Masuk trimester kedua di minggu ke 14 saya kembali masuk kantor setelah diharuskan bed rest selama 7 minggu (minggu kelima kehamilan sempat flek 3 hari). Rasanya senang karena pikiran jadi terbagi dengan pekerjaan. Snowballing berkurang. Namun tidak berarti kekhawatiran hilang. Berkurang iya, tapi tetap ada. Kali ini karena saya sudah lebih percaya diri bahwa saya bisa menjaga kehamilan dengan baik, ditambah hasil pemeriksaan dokter menunjukkan perkembangan janin yang baik, kekhawatiran keguguran meluruh dan diganti dengan kekhawatiran lainnya, yaitu kemungkinan down syndrome. Apalagi statistik mengatakan, dengan usia saya di atas 35 tahun ini memiliki kemungkinan yang jauh lebih besar daripada ibu lainnya yang hamil di bawah usia 35. Setelah berkonsultasi dengan dokter obgyn kami, akhirnya di usia kandungan ke 18 minggu, kami memutuskan untuk cek ketebalan leher janin lewat USG 4D yang dilakukan di klinik lain karena meson USG 4D di klinik dokter obgyn kami sedang rusak. Suami saya terlohat lebih cemas dibanding saya. Saya pun sempat cemas akut, lalu entah dari mana asalnya, saya seperti diberi kekuatan dan ketenangan sebelum pemeriksaan USG 4D. Seperti ada yang mengatakan di nurani saya bahwa semuanya akan baik-baik saja. Lagipula apapun itu, anak ini adalah titipan dan anugerah dari Tuhan yang memang menjadi rejeki kami. Bagaimanapun keadaannya, tidak akan mengubah apapun. Kami akan tetap menyayangi, membesarkan, melindungi dan memberikan yang terbaik untuknya.
Hasil pemeriksaan USG 4D memang sebenarnya bukan yang terbaik untuk dilakukan. Seharusnya kalau ingin mengetahui kemungkinan down syndrome test yang dilakukan adalah Chorionic Villus Sampling (CVS) atau amniocentesis test. Ada yang mengambil cairan air ketuban, ada yang dengan mengambil darah janin. Saya lupa yang mana dan prosedurnya. Yang pasti dari awal saya (dan didukung suami) menolak untuk melakukan tes itu. Selain saya tidak tahu apakah saya siap untuk tahu di awal kehamilan ditambah prosedut tersebut ada resiko kegugurannya walau hanya kecil. Belum lagi biayanya berkisar 6 – 12 juta tergantung prosedur apa yang diambil. Hasil USG 4D selain semuanya baik-baik saja, ketebalan leher janin memang sedikit tebal namun masih dalam kisaran normal. Dan tidak ada tes apapun yang bisa memberikan hasil 100% benar. Segalanya akan terlihat ketika bayi sudah dilahirkan.

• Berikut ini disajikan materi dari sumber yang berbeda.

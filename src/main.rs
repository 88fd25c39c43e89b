use std::sync::Arc;
use std::time::Duration;

use pool_statsd::memory::MemoryDatabase;
use pool_statsd::{EmitterConfig, StatsdInterceptor};
use tracing::info;
use tracing_subscriber::EnvFilter;

mod collector;
mod handlers;
mod load_generator;
mod server;
mod settings;

use settings::DemoConfig;

/// Shared application state available to every handler via `State<Arc<AppState>>`.
pub struct AppState {
    /// Configured once at startup; every worker connection goes through it.
    pub interceptor: Arc<StatsdInterceptor>,

    /// Settings last applied to the interceptor's emitter.
    pub statsd: parking_lot::Mutex<EmitterConfig>,

    /// The "driver" behind the pool.
    pub db: MemoryDatabase,

    /// Mock collector aggregates. The listener writes, the API reads.
    pub collector: Arc<collector::CollectorStore>,

    /// Current or last load run.
    pub load: tokio::sync::Mutex<Option<load_generator::LoadRun>>,
}

#[tokio::main]
async fn main() -> anyhow::Result<()> {
    tracing_subscriber::fmt()
        .with_env_filter(
            EnvFilter::try_from_default_env().unwrap_or_else(|_| EnvFilter::new("info")),
        )
        .with_target(true)
        .init();

    // ── 1. Load configuration ────────────────────────────────────
    let config_path = std::env::args()
        .nth(1)
        .unwrap_or_else(|| "pool-statsd.toml".to_string());
    let config = DemoConfig::load(&config_path).map_err(|e| {
        tracing::error!(path = %config_path, error = %e, "Failed to load config");
        e
    })?;

    // ── 2. Mock collector ────────────────────────────────────────
    let store = Arc::new(collector::CollectorStore::new());
    if config.collector.enabled {
        let addr = format!("{}:{}", config.statsd.hostname, config.statsd.port);
        let socket = collector::listener::bind(&addr).await?;
        tokio::spawn(collector::listener::run(socket, store.clone()));
    }

    // ── 3. Interceptor ───────────────────────────────────────────
    let mut interceptor = StatsdInterceptor::new();
    interceptor.apply(&config.statsd)?;
    info!(
        collector = %config.statsd.endpoint(),
        prefix = %config.statsd.prefix,
        sample_rate = config.statsd.sample_rate,
        "StatsD interceptor configured"
    );

    // ── 4. Shared state ──────────────────────────────────────────
    let state = Arc::new(AppState {
        interceptor: Arc::new(interceptor),
        statsd: parking_lot::Mutex::new(config.statsd.clone()),
        db: MemoryDatabase::new().with_latency(Duration::from_micros(config.database.latency_us)),
        collector: store,
        load: tokio::sync::Mutex::new(None),
    });

    // ── 5. Serve ─────────────────────────────────────────────────
    let app = server::create_router(state.clone());
    let listener = tokio::net::TcpListener::bind(&config.server.bind).await?;
    info!(addr = %config.server.bind, "Demo API listening");
    info!("Start load     → curl -XPOST localhost:3000/api/load -H 'content-type: application/json' -d '{{}}'");
    info!("Change rate    → curl -XPUT localhost:3000/api/emitter -H 'content-type: application/json' -d '{{\"sampleRate\":0.1}}'");
    info!("Per operation  → http://localhost:3000/api/collector");
    info!("Live lines     → http://localhost:3000/api/collector/tail");

    axum::serve(listener, app)
        .with_graceful_shutdown(shutdown_signal())
        .await?;

    let run = state.load.lock().await.take();
    if let Some(run) = run {
        run.stop().await;
    }
    // Anything staged under the capacity policy goes out before exit
    if let Some(emitter) = state.interceptor.emitter() {
        emitter.flush();
    }
    info!("Shut down");
    Ok(())
}

async fn shutdown_signal() {
    if let Err(e) = tokio::signal::ctrl_c().await {
        tracing::warn!(error = %e, "Cannot listen for ctrl-c");
        std::future::pending::<()>().await;
    }
}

Kalau saya sih semakin tenang, suami saya masih cemas. Sampai besoknya setelah melakukan USG 4D, suami saya ngotot minta konsul lagi ke dokter obgyn kami. Setelah penjelasan dokter (yang sebenarnya sama dengan dokter USG 4D kemarin), dokter obgyn mengajak kami untuk kemabli melakukan USG (2D) karena beliau melihat kecemasan besar di diri suami saya. Saat di USG, janin kami bergerak lincah. Dan beberapa saat sebelum dokter menyudahi sesi USG 2D, tangan janin seperti melambai lalu mengatup empat jari lainnya membentuk tanda SIP! Saya bisa melihat mata suami saya berkaca-kaca.
*Lah kok ini saya yang jadinya ikut berkaca-kaca saat menulis ini*
Pulang dari dokter, suami saya jadi lebih tenang. Saya tahu karena dia sudah bisa tidur dengan enak, tidak seperti malam-malam sebelumnya.